Generally, we collect personal data from our clients or from third parties when providing services to the relevant client.

We collect data through a variety of methods including but not limited to:

• Direct interactions – You may give us your identity, contact and financial data via forms or other correspondence:
  • Post, phone, email, business cards
  • Marketing, newsletters and other publication subscriptions.
  • Collateral downloads.
  • Promotions, surveys.
  • Event invitations.
• Automated technologies or interactions – Through website interaction we may automatically collect Technical Data about your equipment, browsing actions and patterns. This data is collected through cookies, server logs and other similar technologies. We may also receive Technical Data about you if you visit other websites employing our cookies.
• Third parties or publicly available sources – We may receive personal data about you from various third parties and public sources as set out below:

Identity and Contact Data from publicly availably sources such as Companies House, government websites and LinkedIn.

Identity, Contact, Financial, Transaction, Usage, Technical, Profile, Marketing and Communications Data from our members who have been in contact with you for the delivery or potential delivery of services, invitation to our events or subscription for our newsletter.

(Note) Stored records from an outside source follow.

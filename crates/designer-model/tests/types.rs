//! Type resolution and type-change legality.

use designer_model::property_type::{
    FILELINK_RANGE_URI, FLAG_CONCEPT_URI, INT_RANGE_URI, PARTICIPANTID_CONCEPT_URI,
    SAMPLE_TYPE_CONCEPT_URI, STRING_RANGE_URI,
};
use designer_model::{
    Field, FieldConfig, PropertyType, TypeOptions, resolve_available_types, resolve_data_type,
};

fn saved(config: FieldConfig) -> Field {
    Field::create(
        FieldConfig {
            property_id: Some(42),
            ..config
        },
        false,
        None,
    )
}

fn app_only() -> TypeOptions {
    TypeOptions {
        app_properties_only: true,
        show_file_property: true,
    }
}

#[test]
fn every_catalog_entry_resolves_back_to_itself() {
    for ty in PropertyType::CREATABLE.iter().chain(PropertyType::READ_ONLY) {
        let config = FieldConfig {
            range_uri: Some(ty.range_uri().to_string()),
            concept_uri: ty.concept_uri().map(String::from),
            lookup_query: match ty {
                PropertyType::Lookup => Some("Colors".to_string()),
                _ => ty.lookup_query().map(String::from),
            },
            ..FieldConfig::default()
        };
        assert_eq!(resolve_data_type(&config), *ty, "resolving {}", ty.name());
    }
}

#[test]
fn unmatched_combinations_fall_back_to_text() {
    let uris = [None, Some(STRING_RANGE_URI), Some("urn:custom")];
    for range in uris {
        for concept in [None, Some("urn:concept")] {
            let config = FieldConfig {
                range_uri: range.map(String::from),
                concept_uri: concept.map(String::from),
                ..FieldConfig::default()
            };
            assert_eq!(resolve_data_type(&config), PropertyType::Text);
        }
    }
}

#[test]
fn shared_string_range_is_split_by_concept() {
    let text = FieldConfig {
        range_uri: Some(STRING_RANGE_URI.to_string()),
        ..FieldConfig::default()
    };
    let participant = FieldConfig {
        concept_uri: Some(PARTICIPANTID_CONCEPT_URI.to_string()),
        ..text.clone()
    };
    let flag = FieldConfig {
        concept_uri: Some(FLAG_CONCEPT_URI.to_string()),
        ..text.clone()
    };
    assert_eq!(resolve_data_type(&text), PropertyType::Text);
    assert_eq!(resolve_data_type(&participant), PropertyType::Participant);
    assert_eq!(resolve_data_type(&flag), PropertyType::Flag);
}

#[test]
fn new_fields_get_the_whole_catalog() {
    let field = Field::create(FieldConfig::named("x"), true, None);
    let all = resolve_available_types(&field, PropertyType::CREATABLE, TypeOptions::default());
    assert_eq!(all, PropertyType::CREATABLE.to_vec());

    let app = resolve_available_types(&field, PropertyType::CREATABLE, app_only());
    for excluded in [
        PropertyType::Lookup,
        PropertyType::Participant,
        PropertyType::Flag,
        PropertyType::Attachment,
    ] {
        assert!(!app.contains(&excluded));
    }
    assert!(app.contains(&PropertyType::File));

    let no_file = TypeOptions {
        show_file_property: false,
        ..app_only()
    };
    let app = resolve_available_types(&field, PropertyType::CREATABLE, no_file);
    assert!(!app.contains(&PropertyType::File));
}

#[test]
fn saved_int_lookup_transitions() {
    let field = saved(FieldConfig {
        range_uri: Some(INT_RANGE_URI.to_string()),
        lookup_schema: Some("lists".to_string()),
        lookup_query: Some("Colors".to_string()),
        ..FieldConfig::named("Color")
    });
    assert_eq!(field.data_type, PropertyType::Lookup);
    let types = resolve_available_types(&field, PropertyType::CREATABLE, app_only());
    assert_eq!(
        types,
        vec![
            PropertyType::Integer,
            PropertyType::Double,
            PropertyType::Users,
            PropertyType::Lookup,
            PropertyType::Sample,
        ]
    );
}

#[test]
fn saved_string_lookup_transitions() {
    let field = saved(FieldConfig {
        range_uri: Some(STRING_RANGE_URI.to_string()),
        lookup_schema: Some("lists".to_string()),
        lookup_query: Some("Colors".to_string()),
        ..FieldConfig::named("Color")
    });
    let types = resolve_available_types(&field, PropertyType::CREATABLE, app_only());
    assert!(types.contains(&PropertyType::Text));
    assert!(types.contains(&PropertyType::Multiline));
    assert!(types.contains(&PropertyType::Users));
    assert!(types.contains(&PropertyType::Lookup));
    assert!(!types.contains(&PropertyType::Sample));
    assert!(!types.contains(&PropertyType::File));
    assert!(!types.contains(&PropertyType::Integer));
}

#[test]
fn saved_int_field_transitions() {
    let field = saved(FieldConfig {
        range_uri: Some(INT_RANGE_URI.to_string()),
        ..FieldConfig::named("Count")
    });
    let types = resolve_available_types(&field, PropertyType::CREATABLE, TypeOptions::default());
    assert_eq!(
        types,
        vec![
            PropertyType::Integer,
            PropertyType::Double,
            PropertyType::Users,
            PropertyType::Lookup,
            PropertyType::Sample,
        ]
    );
}

#[test]
fn original_range_anchors_transitions_after_a_change() {
    let field = saved(FieldConfig {
        range_uri: Some(INT_RANGE_URI.to_string()),
        ..FieldConfig::named("Count")
    })
    .with_data_type(PropertyType::Double);
    let types = resolve_available_types(&field, PropertyType::CREATABLE, TypeOptions::default());
    assert!(types.contains(&PropertyType::Sample));
    assert!(!types.contains(&PropertyType::Text));
}

#[test]
fn current_type_is_always_offered() {
    let legacy = saved(FieldConfig {
        range_uri: Some(designer_model::property_type::DATE_RANGE_URI.to_string()),
        ..FieldConfig::named("Visit Date")
    });
    assert_eq!(legacy.data_type, PropertyType::Date);
    let types = resolve_available_types(&legacy, PropertyType::CREATABLE, TypeOptions::default());
    assert_eq!(types.last(), Some(&PropertyType::Date));

    let file = saved(FieldConfig {
        range_uri: Some(FILELINK_RANGE_URI.to_string()),
        ..FieldConfig::named("Report")
    });
    let hidden = TypeOptions {
        show_file_property: false,
        ..app_only()
    };
    let types = resolve_available_types(&file, PropertyType::CREATABLE, hidden);
    assert_eq!(types, vec![PropertyType::File]);
}

#[test]
fn sample_concept_overrides_lookup_detection() {
    let config = FieldConfig {
        range_uri: Some(INT_RANGE_URI.to_string()),
        concept_uri: Some(SAMPLE_TYPE_CONCEPT_URI.to_string()),
        lookup_query: Some("Blood".to_string()),
        ..FieldConfig::default()
    };
    assert_eq!(resolve_data_type(&config), PropertyType::Sample);
}
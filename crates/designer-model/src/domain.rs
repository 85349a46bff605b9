//! The domain aggregate: an ordered list of fields plus domain metadata.
//!
//! Every editing operation returns a new [`Domain`]. Operations that change
//! field order or remove fields renumber the row references of any attached
//! [`ValidationException`] in the same call.

use std::collections::BTreeMap;

use tracing::{debug, info};

use crate::error::{ModelError, Result};
use crate::exception::{FieldError, Severity, ValidationException, merge_warnings};
use crate::field::{FIELD_NAME_WARNING, Field, FieldConfig};
use crate::names::{CaseInsensitiveSet, names_match};
use crate::property_type::PropertyType;
use crate::reindex::{ReindexMap, apply_reindex, compute_reindex_map, permute, removal_map};
use crate::resolve::{TypeOptions, resolve_available_types};

/// Message of the exception attached by [`Domain::validate`].
pub const MISSING_PROPERTIES_MESSAGE: &str = "Missing required field properties";

/// Message of the exception attached by [`Domain::check_field_names`] when
/// the domain had none.
pub const NAME_WARNINGS_MESSAGE: &str = "Some field names may be hard to use from code";

/// A database index over one or more fields.
#[derive(Debug, Clone, Default, PartialEq, Eq)]
pub struct Index {
    pub column_names: Vec<String>,
    pub unique: bool,
}

/// Raw domain data accepted by [`Domain::create`].
#[derive(Debug, Clone, PartialEq)]
pub struct DomainConfig {
    pub domain_id: Option<i64>,
    pub domain_uri: Option<String>,
    pub name: Option<String>,
    pub container: Option<String>,
    pub description: Option<String>,
    pub fields: Vec<FieldConfig>,
    pub indices: Vec<Index>,
    pub mandatory_field_names: Vec<String>,
    pub allow_file_link_properties: bool,
    pub allow_attachment_properties: bool,
    pub allow_flag_properties: bool,
}

impl Default for DomainConfig {
    fn default() -> Self {
        Self {
            domain_id: None,
            domain_uri: None,
            name: None,
            container: None,
            description: None,
            fields: Vec::new(),
            indices: Vec::new(),
            mandatory_field_names: Vec::new(),
            allow_file_link_properties: false,
            allow_attachment_properties: false,
            allow_flag_properties: true,
        }
    }
}

/// A domain being designed.
#[derive(Debug, Clone, PartialEq)]
pub struct Domain {
    pub domain_id: Option<i64>,
    pub domain_uri: Option<String>,
    pub name: String,
    /// Container the domain is defined in.
    pub container: Option<String>,
    pub description: Option<String>,
    /// Canonical row order; error row references index into this list.
    pub fields: Vec<Field>,
    pub indices: Vec<Index>,
    pub exception: Option<ValidationException>,
    pub mandatory_field_names: CaseInsensitiveSet,
    pub allow_file_link_properties: bool,
    pub allow_attachment_properties: bool,
    pub allow_flag_properties: bool,
}

/// Result of [`Domain::reorder`].
#[derive(Debug, Clone, PartialEq)]
pub struct Reordered {
    pub domain: Domain,
    /// New position of the previously expanded row.
    pub expanded: Option<usize>,
}

impl Domain {
    /// Build a domain from raw data. Fields are created as loaded, without
    /// recomputing defaults.
    pub fn create(config: DomainConfig) -> Domain {
        let mandatory_field_names = CaseInsensitiveSet::new(&config.mandatory_field_names);
        let fields = config
            .fields
            .into_iter()
            .map(|field| Field::create(field, false, Some(&mandatory_field_names)))
            .collect();
        Domain {
            domain_id: config.domain_id,
            domain_uri: config.domain_uri,
            name: config.name.unwrap_or_default(),
            container: config.container,
            description: config.description,
            fields,
            indices: config.indices,
            exception: None,
            mandatory_field_names,
            allow_file_link_properties: config.allow_file_link_properties,
            allow_attachment_properties: config.allow_attachment_properties,
            allow_flag_properties: config.allow_flag_properties,
        }
    }

    /// Creatable types this domain permits.
    pub fn available_types(&self) -> Vec<PropertyType> {
        PropertyType::CREATABLE
            .iter()
            .copied()
            .filter(|ty| match ty {
                PropertyType::File => self.allow_file_link_properties,
                PropertyType::Attachment => self.allow_attachment_properties,
                PropertyType::Flag => self.allow_flag_properties,
                _ => true,
            })
            .collect()
    }

    /// Types the field at `index` may be switched to.
    pub fn field_type_options(&self, index: usize, options: TypeOptions) -> Result<Vec<PropertyType>> {
        let field = self.field(index)?;
        Ok(resolve_available_types(field, &self.available_types(), options))
    }

    pub fn field(&self, index: usize) -> Result<&Field> {
        self.fields.get(index).ok_or(ModelError::RowOutOfRange {
            index,
            len: self.fields.len(),
        })
    }

    /// Row of the field named `name`, ignoring case.
    pub fn field_index(&self, name: &str) -> Option<usize> {
        self.fields
            .iter()
            .position(|field| names_match(&field.name, name))
    }

    /// Append a new field, seeded by `config` when given.
    #[must_use]
    pub fn add_field(&self, config: Option<FieldConfig>) -> Domain {
        let field = Field::create(
            config.unwrap_or_default(),
            true,
            Some(&self.mandatory_field_names),
        );
        debug!(domain = %self.name, field = %field.name, "added field");
        let mut next = self.clone();
        next.fields.push(field);
        next
    }

    /// Remove the field at `index`.
    ///
    /// Error rows after the removed row shift down by one. References to the
    /// removed row are dropped, as are errors left with no rows. The
    /// exception is cleared once it has no errors and drops to a warning once
    /// only warnings remain.
    pub fn remove_field(&self, index: usize) -> Result<Domain> {
        let map = removal_map(self.fields.len(), index)?;
        let mut next = self.clone();
        let removed = next.fields.remove(index);
        next.exception = self.exception.as_ref().and_then(|exception| {
            let errors: Vec<FieldError> = apply_reindex(&exception.errors, &map)
                .into_iter()
                .zip(&exception.errors)
                .filter(|(after, before)| before.row_indexes.is_empty() || !after.row_indexes.is_empty())
                .map(|(after, _)| after)
                .collect();
            exception.with_errors(errors)
        });
        debug!(domain = %self.name, field = %removed.name, index, "removed field");
        Ok(next)
    }

    /// Replace the whole field list. Any attached exception is cleared.
    #[must_use]
    pub fn set_fields(&self, fields: Vec<Field>) -> Domain {
        let mut next = self.clone();
        next.fields = fields;
        next.exception = None;
        next
    }

    pub fn replace_field(&self, index: usize, field: Field) -> Result<Domain> {
        self.field(index)?;
        let mut next = self.clone();
        next.fields[index] = field;
        Ok(next)
    }

    /// Change the type of the field at `index`, if that type is offered.
    pub fn change_field_type(
        &self,
        index: usize,
        data_type: PropertyType,
        options: TypeOptions,
    ) -> Result<Domain> {
        let field = self.field(index)?;
        if !self.field_type_options(index, options)?.contains(&data_type) {
            return Err(ModelError::IllegalTypeChange {
                field: field.name.clone(),
                from: field.data_type,
                to: data_type,
            });
        }
        self.replace_field(index, field.with_data_type(data_type))
    }

    /// Fields with a structural error, keyed by row.
    pub fn invalid_fields(&self) -> BTreeMap<usize, &Field> {
        self.fields
            .iter()
            .enumerate()
            .filter(|(_, field)| field.has_errors())
            .collect()
    }

    /// Attach a client-side exception listing every invalid field, keeping
    /// prior warnings; clear the exception when every field is valid.
    #[must_use]
    pub fn validate(&self) -> Domain {
        let invalid = self.invalid_fields();
        let mut next = self.clone();
        if invalid.is_empty() {
            next.exception = None;
            info!(domain = %self.name, fields = self.fields.len(), "domain is valid");
            return next;
        }

        let errors = invalid
            .iter()
            .map(|(row, field)| {
                FieldError::new(field.errors().message(), Severity::Error)
                    .for_field(field.name.clone())
                    .with_property_id(field.property_id)
                    .at_rows(vec![*row])
            })
            .collect();
        let exception = ValidationException::new(MISSING_PROPERTIES_MESSAGE, Severity::Error, errors);
        next.exception = Some(merge_warnings(self, exception));
        info!(
            domain = %self.name,
            invalid = invalid.len(),
            "domain has invalid fields"
        );
        next
    }

    /// Refresh the soft warnings for awkward field names.
    #[must_use]
    pub fn check_field_names(&self) -> Domain {
        let warnings: Vec<FieldError> = self
            .fields
            .iter()
            .enumerate()
            .filter_map(|(row, field)| {
                field.name_warning().map(|message| {
                    FieldError::new(message, Severity::Warn)
                        .for_field(field.name.clone())
                        .with_property_id(field.property_id)
                        .at_rows(vec![row])
                })
            })
            .collect();

        let mut next = self.clone();
        next.exception = match self.exception.clone() {
            Some(mut exception) => {
                exception
                    .errors
                    .retain(|error| error.message != FIELD_NAME_WARNING);
                exception.errors.extend(warnings);
                (!exception.errors.is_empty()).then_some(exception)
            }
            None if warnings.is_empty() => None,
            None => Some(ValidationException::new(
                NAME_WARNINGS_MESSAGE,
                Severity::Warn,
                warnings,
            )),
        };
        next
    }

    /// Move the field at `source` to `dest`.
    ///
    /// Error row references and the `expanded` row follow their fields.
    pub fn reorder(&self, source: usize, dest: usize, expanded: Option<usize>) -> Result<Reordered> {
        let map = compute_reindex_map(self.fields.len(), source, dest)?;
        let mut domain = self.clone();
        domain.fields = permute(&self.fields, &map);
        domain.exception = self
            .exception
            .as_ref()
            .map(|exception| reindex_exception(exception, &map));
        let expanded = expanded.map(|row| map.get(&row).copied().unwrap_or(row));
        debug!(domain = %self.name, source, dest, ?expanded, "reordered fields");
        Ok(Reordered { domain, expanded })
    }

    /// Attach a server exception: rows are attributed against this domain
    /// and existing warnings are kept.
    #[must_use]
    pub fn attach_server_exception(&self, exception: &ValidationException) -> Domain {
        let attributed = exception.add_row_indexes_to_errors(self);
        let mut next = self.clone();
        next.exception = Some(merge_warnings(self, attributed));
        next
    }

    /// Drop the attached exception, e.g. after a successful save.
    #[must_use]
    pub fn clear_exception(&self) -> Domain {
        let mut next = self.clone();
        next.exception = None;
        next
    }

    pub fn has_exception(&self) -> bool {
        self.exception.is_some()
    }

    pub fn error_count(&self) -> usize {
        self.exception
            .as_ref()
            .map_or(0, ValidationException::error_count)
    }

    pub fn warning_count(&self) -> usize {
        self.exception
            .as_ref()
            .map_or(0, ValidationException::warning_count)
    }

    /// Whether the domain lives in a container other than `current_container`.
    pub fn is_shared(&self, current_container: &str) -> bool {
        self.container
            .as_deref()
            .is_some_and(|container| container != current_container)
    }
}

We process personal data for the following purposes, in compliance with GDPR:

• Providing Professional Services: To deliver our range of services (click here for information on our services), including audits, tax, pensions, and global mobility advice. This may involve processing payroll data, government identification documents, or other relevant information.
• Business Administration and Development: To manage client relationships, improve service delivery, maintain IT systems, host events, and administer our website and applications.
• Security and Risk Management: To protect client and company information through security measures, quality monitoring, and risk assessments. This includes conducting due diligence checks and using publicly available sources to identify potential risks.
• Marketing and Communication: To provide clients and prospective clients with updates, insights, and information about our services, unless they opt out.
• Compliance with Legal and Regulatory Obligations: To meet our obligations under laws, regulations, and professional standards, such as anti-money laundering checks.
• Improving Services and Innovation: To analyse and de-identify data for benchmarking, industry insights, and the development of new technologies and offerings.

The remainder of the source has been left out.